As Jake was putting the kids to bed, G came up and asked Jake: "Do we lie?"

This is less a moral/ethical question than a backdoor to a toothbrushing topic, namely the fact that Garrett responds to "Did you brush your teeth?" with "I ACTually did!" Eventually I figured out that any time "ACTually" was mentioned in a sentence about what G did or did not do, it was a clear signal that he had not done the task and furthermore, had no desire to. To get around this annoying retort to the twice-daily toothbrushing inquiry, we explained to him that when he says he did something when he had in fact NOT done it, he was not telling the truth, which meant he was lying, and lying was wrong. This led to him connecting lying with "fibbing" (see "Larry Boy and the Fib from Outer Space"), but did not cut down on the "I ACTually did!" statements. He'd say, "I ACTually did!" and whatever our amused, annoyed, pretend-deaf or play-dumb response, he'd follow it up with "Saying I ACTually did is fibbing" or "We should not lie!" or some similar variation.
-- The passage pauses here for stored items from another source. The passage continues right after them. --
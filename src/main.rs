mod actions;
mod config;
mod error;
mod handlers;
mod provider;
mod reconciler;
mod signature;
mod store;
mod tasks;
mod telnyx_types;
mod types;
mod utils;

use crate::config::Config;
use crate::provider::TelnyxClient;
use crate::signature::WebhookVerifier;
use crate::store::MemoryStore;
use crate::types::AppState;

use axum::{
    routing::{get, post},
    Router,
};
use std::net::SocketAddr;
use std::sync::Arc;
use tokio::sync::mpsc;
use tracing::{info, warn};
use tracing_subscriber::prelude::*;

pub mod consts {
    pub const DEFAULT_PORT: u16 = 3000;
    pub const DEFAULT_TELNYX_API_BASE: &str = "https://api.telnyx.com/v2";
    pub const DEFAULT_CONNECTION_ID: &str = "your_connection_id";
    pub const DEFAULT_AUDIO_URL: &str = "https://example.com/greeting.wav";
    pub const DEFAULT_WEBHOOK_TOLERANCE_SECS: u64 = 300;
    pub const INTAKE_QUEUE_DEPTH: usize = 1_024;
    pub const INTAKE_MAX_ATTEMPTS: u32 = 5;
    pub const INTAKE_RETRY_BASE_MILLIS: u64 = 100;
    pub const SEEN_EVENT_WINDOW: usize = 10_000;
}

pub fn router(app_state: Arc<AppState>) -> Router {
    Router::new()
        .route("/api/send-sms", post(handlers::send_sms))
        .route("/api/sms-messages", get(handlers::sms_messages))
        .route("/api/initiate-call", post(handlers::initiate_call))
        .route("/api/call-logs", get(handlers::call_logs))
        .route("/webhook", post(handlers::webhook))
        .route("/", get(handlers::index))
        .with_state(app_state)
}

#[tokio::main]
async fn main() {
    // A missing .env is fine; the variables may come from the real environment.
    let _ = dotenvy::dotenv();
    let subscriber = tracing_subscriber::registry()
        .with(
            tracing_subscriber::fmt::layer()
                .compact()
                .with_file(true)
                .with_line_number(true),
        )
        .with(tracing_subscriber::filter::Targets::new().with_targets([
            ("hyper", tracing_subscriber::filter::LevelFilter::OFF),
            ("telnyx_rs", tracing_subscriber::filter::LevelFilter::DEBUG),
        ]));
    tracing::subscriber::set_global_default(subscriber).expect("failed to install tracing");

    let config = Config::from_env().expect("invalid configuration");
    let verifier = match &config.telnyx_public_key {
        Some(key) => Some(
            WebhookVerifier::from_base64(key, config.webhook_tolerance_secs)
                .expect("TELNYX_PUBLIC_KEY is not a valid Ed25519 key"),
        ),
        None => {
            warn!("TELNYX_PUBLIC_KEY not set; webhook signatures will NOT be verified");
            None
        }
    };
    let http_client = reqwest::Client::new();
    let provider = Arc::new(TelnyxClient::new(http_client, &config));
    let store = Arc::new(MemoryStore::new());
    let (intake, intake_stream) = mpsc::channel(consts::INTAKE_QUEUE_DEPTH);
    tokio::spawn(tasks::process_webhook_events(
        intake_stream,
        intake.clone(),
        store.clone(),
    ));

    let addr = SocketAddr::from(([0, 0, 0, 0], config.port));
    let webhook_url = config.webhook_url();
    let app_state = Arc::new(AppState {
        config,
        provider,
        store,
        verifier,
        intake,
    });

    info!("Server running on port {}", addr.port());
    info!("Webhook URL: {webhook_url}");
    axum::Server::bind(&addr)
        .serve(router(app_state).into_make_service())
        .await
        .expect("server error");
}
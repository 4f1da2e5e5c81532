use crate::config::Config;
use crate::telnyx_types::{
    ApiErrors, CallResource, CreateCall, CreateMessage, DataEnvelope, MessageResource,
};

use async_trait::async_trait;
use serde::de::DeserializeOwned;
use serde::Serialize;
use tracing::{debug, trace};

#[derive(Debug, thiserror::Error)]
pub enum ProviderError {
    #[error("request to telnyx failed: {0}")]
    Request(#[from] reqwest::Error),
    #[error("{detail}")]
    Api { status: u16, detail: String },
    #[error("unexpected telnyx response: {0}")]
    Decode(String),
}

/// Outbound side of the communications provider.
#[async_trait]
pub trait CommsProvider: Send + Sync {
    /// Sends an SMS and returns the provider's message id.
    async fn send_message(&self, from: &str, to: &str, text: &str) -> Result<String, ProviderError>;

    /// Dials `to` and plays `audio_url` once answered. Returns the call control id.
    async fn create_call(
        &self,
        connection_id: &str,
        from: &str,
        to: &str,
        audio_url: &str,
    ) -> Result<String, ProviderError>;
}

pub struct TelnyxClient {
    http_client: reqwest::Client,
    api_key: String,
    api_base: String,
}

impl TelnyxClient {
    pub fn new(http_client: reqwest::Client, config: &Config) -> Self {
        Self {
            http_client,
            api_key: config.telnyx_api_key.clone(),
            api_base: config.telnyx_api_base.clone(),
        }
    }

    async fn post<B, T>(&self, path: &str, body: &B) -> Result<T, ProviderError>
    where
        B: Serialize + std::fmt::Debug + Sync,
        T: DeserializeOwned,
    {
        let url = format!("{}{}", self.api_base, path);
        trace!(url=%url, body=?body, "telnyx request");
        let resp = self
            .http_client
            .post(url)
            .bearer_auth(&self.api_key)
            .json(body)
            .send()
            .await?;
        let status = resp.status();
        let bytes = resp.bytes().await?;
        debug!(status=%status, "telnyx response");

        if !status.is_success() {
            let detail = serde_json::from_slice::<ApiErrors>(&bytes)
                .ok()
                .and_then(|e| e.describe())
                .unwrap_or_else(|| format!("telnyx responded with {status}"));
            return Err(ProviderError::Api {
                status: status.as_u16(),
                detail,
            });
        }
        serde_json::from_slice::<DataEnvelope<T>>(&bytes)
            .map(|env| env.data)
            .map_err(|e| ProviderError::Decode(e.to_string()))
    }
}

#[async_trait]
impl CommsProvider for TelnyxClient {
    async fn send_message(&self, from: &str, to: &str, text: &str) -> Result<String, ProviderError> {
        let body = CreateMessage { from, to, text };
        let message: MessageResource = self.post("/messages", &body).await?;
        Ok(message.id)
    }

    async fn create_call(
        &self,
        connection_id: &str,
        from: &str,
        to: &str,
        audio_url: &str,
    ) -> Result<String, ProviderError> {
        let body = CreateCall {
            connection_id,
            to,
            from,
            audio_url,
        };
        let call: CallResource = self.post("/calls", &body).await?;
        Ok(call.call_control_id)
    }
}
It was when our beloved Girl Next Door, Liz, (who no longer lives next door because we moved) stayed with G and the littler ones one night and put them to bed that we realized how dumb we were. In our defense, G loves Liz and would not try to be a pain in her butt as much as he enjoys doing it to us, but when he went to get ready for bed, she simply asked him, "Is there anything you forgot?" and he replied, "Yes, I forgot to brush my teeth." So now, when we think about it, we don't ask if he brushed his teeth, we ask if he forgot anything. Still, he misses the old pattern and tries to find ways of referring back to it--hence the inquiry about lying just when it's time to brush teeth.

So, G had just asked Jake, "Do we lie?"

Jake claims he had in his head something like, "It's not usually good to lie" but then thought that that was a stupidly equivocal thing to say. So instead responded with a very clear-cut, "No, we never lie."

That's *exactly* when Alex walked up to him and said, "Dad, what does the Tooth Fairy do if you lose TWO teeth?"

Thursday, July 23, 2009

Long, but...

...I think it's worth it. I just couldn't make up Alex stuff if I tried, seriously.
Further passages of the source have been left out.